Task statement:
Everything from the first line of the records below through the line containing "pub struct AppConfig" is to be retyped exactly; leave out the rest.
::::::::::
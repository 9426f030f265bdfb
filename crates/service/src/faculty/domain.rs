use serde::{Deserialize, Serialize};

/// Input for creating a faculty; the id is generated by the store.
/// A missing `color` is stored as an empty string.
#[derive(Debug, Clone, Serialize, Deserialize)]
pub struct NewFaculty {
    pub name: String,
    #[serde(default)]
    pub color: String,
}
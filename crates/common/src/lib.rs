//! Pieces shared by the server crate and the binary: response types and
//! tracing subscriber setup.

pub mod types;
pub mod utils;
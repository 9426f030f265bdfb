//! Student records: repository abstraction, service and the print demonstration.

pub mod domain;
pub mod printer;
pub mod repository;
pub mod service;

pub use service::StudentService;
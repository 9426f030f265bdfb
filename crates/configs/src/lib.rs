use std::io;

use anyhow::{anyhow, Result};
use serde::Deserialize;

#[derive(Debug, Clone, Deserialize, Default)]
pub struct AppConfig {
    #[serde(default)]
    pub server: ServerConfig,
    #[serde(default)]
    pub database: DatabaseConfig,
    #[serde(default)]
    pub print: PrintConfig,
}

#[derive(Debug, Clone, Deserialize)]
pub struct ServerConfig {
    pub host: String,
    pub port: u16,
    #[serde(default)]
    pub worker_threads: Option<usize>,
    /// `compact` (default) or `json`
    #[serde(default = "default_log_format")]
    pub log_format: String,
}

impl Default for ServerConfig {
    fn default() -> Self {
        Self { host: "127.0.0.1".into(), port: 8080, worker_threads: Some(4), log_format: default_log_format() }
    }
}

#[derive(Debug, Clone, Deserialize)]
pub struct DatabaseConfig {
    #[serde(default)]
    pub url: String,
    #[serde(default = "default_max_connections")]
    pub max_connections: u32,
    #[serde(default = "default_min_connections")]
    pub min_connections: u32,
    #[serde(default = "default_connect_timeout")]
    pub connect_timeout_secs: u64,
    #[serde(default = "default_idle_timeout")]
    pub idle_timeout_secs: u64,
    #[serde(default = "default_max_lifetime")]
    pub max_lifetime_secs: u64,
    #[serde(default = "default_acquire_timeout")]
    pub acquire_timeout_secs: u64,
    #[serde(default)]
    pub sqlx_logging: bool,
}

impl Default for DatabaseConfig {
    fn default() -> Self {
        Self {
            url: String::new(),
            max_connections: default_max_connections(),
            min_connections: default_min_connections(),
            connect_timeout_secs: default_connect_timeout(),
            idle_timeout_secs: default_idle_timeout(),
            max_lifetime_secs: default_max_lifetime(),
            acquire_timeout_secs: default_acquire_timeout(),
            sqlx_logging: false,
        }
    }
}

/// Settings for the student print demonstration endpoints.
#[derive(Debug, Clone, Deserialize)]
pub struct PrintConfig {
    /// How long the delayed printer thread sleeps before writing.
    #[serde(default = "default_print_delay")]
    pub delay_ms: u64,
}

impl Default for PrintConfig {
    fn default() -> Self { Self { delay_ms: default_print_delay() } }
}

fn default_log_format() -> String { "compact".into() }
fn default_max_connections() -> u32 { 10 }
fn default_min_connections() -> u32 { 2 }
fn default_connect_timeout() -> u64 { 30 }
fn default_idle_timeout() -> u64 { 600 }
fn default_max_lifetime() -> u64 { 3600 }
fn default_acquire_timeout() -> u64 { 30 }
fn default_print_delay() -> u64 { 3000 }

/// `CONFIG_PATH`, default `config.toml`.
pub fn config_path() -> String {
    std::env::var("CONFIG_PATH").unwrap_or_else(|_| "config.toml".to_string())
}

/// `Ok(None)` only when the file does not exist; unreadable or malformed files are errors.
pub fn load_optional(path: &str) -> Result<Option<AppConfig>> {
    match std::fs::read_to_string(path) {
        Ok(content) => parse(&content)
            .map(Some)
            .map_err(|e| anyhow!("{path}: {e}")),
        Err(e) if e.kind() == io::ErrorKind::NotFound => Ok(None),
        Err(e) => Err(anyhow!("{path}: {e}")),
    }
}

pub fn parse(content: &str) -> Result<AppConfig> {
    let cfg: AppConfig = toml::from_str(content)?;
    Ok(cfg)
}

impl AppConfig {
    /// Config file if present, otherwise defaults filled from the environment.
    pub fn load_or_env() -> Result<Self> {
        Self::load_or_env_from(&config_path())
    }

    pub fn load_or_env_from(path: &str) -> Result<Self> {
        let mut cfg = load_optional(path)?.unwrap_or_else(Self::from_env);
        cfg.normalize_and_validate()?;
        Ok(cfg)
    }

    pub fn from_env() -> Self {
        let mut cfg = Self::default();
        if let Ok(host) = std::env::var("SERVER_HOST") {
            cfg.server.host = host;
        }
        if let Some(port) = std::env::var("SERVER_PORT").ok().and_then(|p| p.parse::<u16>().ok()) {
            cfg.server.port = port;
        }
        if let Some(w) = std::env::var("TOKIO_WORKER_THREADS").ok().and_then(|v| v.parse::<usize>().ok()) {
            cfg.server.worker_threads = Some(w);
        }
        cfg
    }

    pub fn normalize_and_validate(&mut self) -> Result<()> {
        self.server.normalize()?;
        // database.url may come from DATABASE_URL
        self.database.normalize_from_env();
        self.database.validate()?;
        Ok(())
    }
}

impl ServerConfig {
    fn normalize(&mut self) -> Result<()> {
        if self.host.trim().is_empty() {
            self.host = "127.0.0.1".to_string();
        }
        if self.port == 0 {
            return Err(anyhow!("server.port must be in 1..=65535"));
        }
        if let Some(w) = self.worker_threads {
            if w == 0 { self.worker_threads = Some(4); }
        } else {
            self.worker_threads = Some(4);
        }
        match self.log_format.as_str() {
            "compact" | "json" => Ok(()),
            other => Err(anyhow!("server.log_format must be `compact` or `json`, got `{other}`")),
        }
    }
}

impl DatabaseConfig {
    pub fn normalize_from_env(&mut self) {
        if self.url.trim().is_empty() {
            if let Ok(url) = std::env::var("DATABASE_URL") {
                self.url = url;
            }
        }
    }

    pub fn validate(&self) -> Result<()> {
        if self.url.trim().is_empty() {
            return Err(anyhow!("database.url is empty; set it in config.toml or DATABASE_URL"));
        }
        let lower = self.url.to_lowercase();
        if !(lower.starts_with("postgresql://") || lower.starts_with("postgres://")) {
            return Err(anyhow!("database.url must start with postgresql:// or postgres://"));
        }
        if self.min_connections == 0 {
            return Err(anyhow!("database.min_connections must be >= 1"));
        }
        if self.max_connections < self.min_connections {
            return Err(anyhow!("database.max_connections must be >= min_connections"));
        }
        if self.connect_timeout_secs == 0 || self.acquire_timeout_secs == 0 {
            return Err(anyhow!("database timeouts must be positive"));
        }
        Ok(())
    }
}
::::::::::
Answer to the exercise:
repository 9426f030f265bdfb
filename crates/service/src/faculty/domain.rs
use serde::{Deserialize, Serialize};

/// Input for creating a faculty; the id is generated by the store.
/// A missing `color` is stored as an empty string.
#[derive(Debug, Clone, Serialize, Deserialize)]
pub struct NewFaculty {
    pub name: String,
    #[serde(default)]
    pub color: String,
}
filename crates/common/src/lib.rs
//! Pieces shared by the server crate and the binary: response types and
//! tracing subscriber setup.

pub mod types;
pub mod utils;
repository 9426f030f265bdfb
//! Student records: repository abstraction, service and the print demonstration.

pub mod domain;
pub mod printer;
pub mod repository;
pub mod service;

pub use service::StudentService;
repository 9426f030f265bdfb
filename crates/configs/src/lib.rs
use std::io;

use anyhow::{anyhow, Result};
use serde::Deserialize;

#[derive(Debug, Clone, Deserialize, Default)]
pub struct AppConfig {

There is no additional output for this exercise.